An automated microfluidic platform for the screening and characterization of novel hepatitis B virus capsid assembly modulators

Abstract

To date, hepatitis B virus (HBV) capsid assembly modulators (CAMs), which target the viral core protein and induce the formation of non-functional viral capsids, have been identified and characterized in microtiter plate-based biochemical or cell-based in vitro assays. In this work, we developed an automated microfluidic screening assay, which uses convection-dominated Taylor–Aris dispersion to generate high-resolution dose–response curves, enabling the measurements of compound EC₅₀ values at very short incubation times. The measurement of early kinetics down to 7.7 seconds in the microfluidic format was utilized to discriminate between the two different classes of CAMs known so far. The CAM (-N), leading to the formation of morphologically normal capsids and the CAM (-A), leading to aberrant HBV capsid structures. CAM-A compounds like BAY 41-4109 and GLS4 showed rapid kinetics, with assembly rates above 80% of the core protein after only a 7 second exposure to the compound, whereas CAM-N compounds like ABI-H0731 and JNJ-56136379 showed significantly slower kinetics. Using our microfluidic system, we characterized two of our in-house screening compounds.

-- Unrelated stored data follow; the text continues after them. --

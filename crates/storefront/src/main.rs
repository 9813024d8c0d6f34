//! NUI Market Storefront - in-game storefront overlay service.
//!
//! # Architecture
//!
//! - Axum JSON API consumed by the browser-rendered overlay and the
//!   external admin UI
//! - Catalog reads resolve against the remote backend when configured,
//!   degrading transparently to the embedded static snapshot
//! - Catalog writes require the live backend and never fall back
//! - Cart state lives in memory for the lifetime of the overlay session;
//!   every mutation is mirrored to the host process over a one-way,
//!   best-effort channel
//!
//! Whether the backend is reachable is decided once here, at startup, from
//! configuration presence; a misconfigured backend degrades the whole
//! session to fallback mode rather than flapping.

#![cfg_attr(not(test), forbid(unsafe_code))]

use axum::{Router, routing::get};
use sentry::integrations::tracing as sentry_tracing;
use tower_http::cors::CorsLayer;
use tower_http::trace::TraceLayer;
use tracing_subscriber::{layer::SubscriberExt, util::SubscriberInitExt};

use nui_market_storefront::config::StorefrontConfig;
use nui_market_storefront::middleware;
use nui_market_storefront::nui::{HostChannel, action, payload};
use nui_market_storefront::routes;
use nui_market_storefront::state::AppState;

/// Initialize Sentry error tracking and return guard that must be kept alive.
fn init_sentry(config: &StorefrontConfig) -> Option<sentry::ClientInitGuard> {
    let dsn = config.sentry_dsn.as_ref()?;

    let guard = sentry::init((
        dsn.as_str(),
        sentry::ClientOptions {
            release: sentry::release_name!(),
            environment: config
                .sentry_environment
                .clone()
                .map(std::borrow::Cow::Owned),
            attach_stacktrace: true,
            ..Default::default()
        },
    ));

    tracing::info!("Sentry initialized");
    Some(guard)
}

/// Filter tracing events to Sentry event types.
fn sentry_event_filter(metadata: &tracing::Metadata<'_>) -> sentry_tracing::EventFilter {
    match *metadata.level() {
        tracing::Level::ERROR | tracing::Level::WARN => sentry_tracing::EventFilter::Event,
        tracing::Level::INFO | tracing::Level::DEBUG => sentry_tracing::EventFilter::Breadcrumb,
        _ => sentry_tracing::EventFilter::Ignore,
    }
}

#[tokio::main]
async fn main() {
    // Load configuration from environment (needed for Sentry init)
    let config = StorefrontConfig::from_env().expect("Failed to load configuration");

    // Initialize Sentry (must be done before tracing subscriber)
    let _sentry_guard = init_sentry(&config);

    // Initialize tracing with EnvFilter and Sentry integration
    // Defaults to info level for our crate if RUST_LOG is not set
    let env_filter = tracing_subscriber::EnvFilter::try_from_default_env()
        .unwrap_or_else(|_| "nui_market_storefront=info,tower_http=debug".into());

    tracing_subscriber::registry()
        .with(env_filter)
        .with(tracing_subscriber::fmt::layer())
        .with(sentry_tracing::layer().event_filter(sentry_event_filter))
        .init();

    if config.backend_available() {
        tracing::info!("remote backend configured, live catalog enabled");
    } else {
        tracing::warn!("remote backend not configured, serving the static snapshot this session");
    }

    // Host channel: callback endpoint when attached to the host process,
    // log-only otherwise
    let host = HostChannel::from_config(config.nui_callback_url.as_deref());
    let state = AppState::new(config.clone(), host);

    // Announce readiness to the host, including the catalog size
    let products = state.resolver().list_products(None).await;
    let categories = state.resolver().list_categories().await;
    state
        .host()
        .send(action::NUI_READY, payload::ready(products.len(), categories.len()));

    // Build router
    let app = Router::new()
        .route("/health", get(health))
        .merge(routes::routes())
        .layer(axum::middleware::from_fn(middleware::request_id_middleware))
        .layer(TraceLayer::new_for_http())
        // The overlay loads from the host's embedded browser origin
        .layer(CorsLayer::permissive())
        .with_state(state)
        // Sentry layers (outermost for full request coverage)
        .layer(sentry_tower::NewSentryLayer::new_from_top())
        .layer(sentry_tower::SentryHttpLayer::new().enable_transaction());

    // Start server
    let addr = config.socket_addr();
    tracing::info!("storefront listening on {}", addr);

    let listener = tokio::net::TcpListener::bind(addr)
        .await
        .expect("Failed to bind to address");

    axum::serve(listener, app)
        .with_graceful_shutdown(shutdown_signal())
        .await
        .expect("Server error");
}

/// Liveness health check endpoint.
///
/// Returns "ok" if the server is running. Does not check dependencies.
async fn health() -> &'static str {
    "ok"
}

/// Wait for shutdown signal (Ctrl+C or SIGTERM).
async fn shutdown_signal() {
    let ctrl_c = async {
        tokio::signal::ctrl_c()
            .await
            .expect("Failed to install Ctrl+C handler");
    };

    #[cfg(unix)]
    let terminate = async {
        tokio::signal::unix::signal(tokio::signal::unix::SignalKind::terminate())
            .expect("Failed to install signal handler")
            .recv()
            .await;
    };

    #[cfg(not(unix))]
    let terminate = std::future::pending::<()>();

    tokio::select! {
        () = ctrl_c => {},
        () = terminate => {},
    }

    tracing::info!("Shutdown signal received, starting graceful shutdown");
}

Interestingly, one compound showed a CAM-N/A intermediate behavior, which was verified with two standard methods for CAM classification, size exclusion chromatography, and anti-HBc immunofluorescence microscopy. With this proof-of-concept study, we believe that this microfluidic system is a robust primary screening tool for HBV CAM drug discovery, especially for the hit finding and hit-to-lead optimization phases. In addition to EC₅₀ values, this system gives valuable first information about the mode of action of novel CAM screening compounds.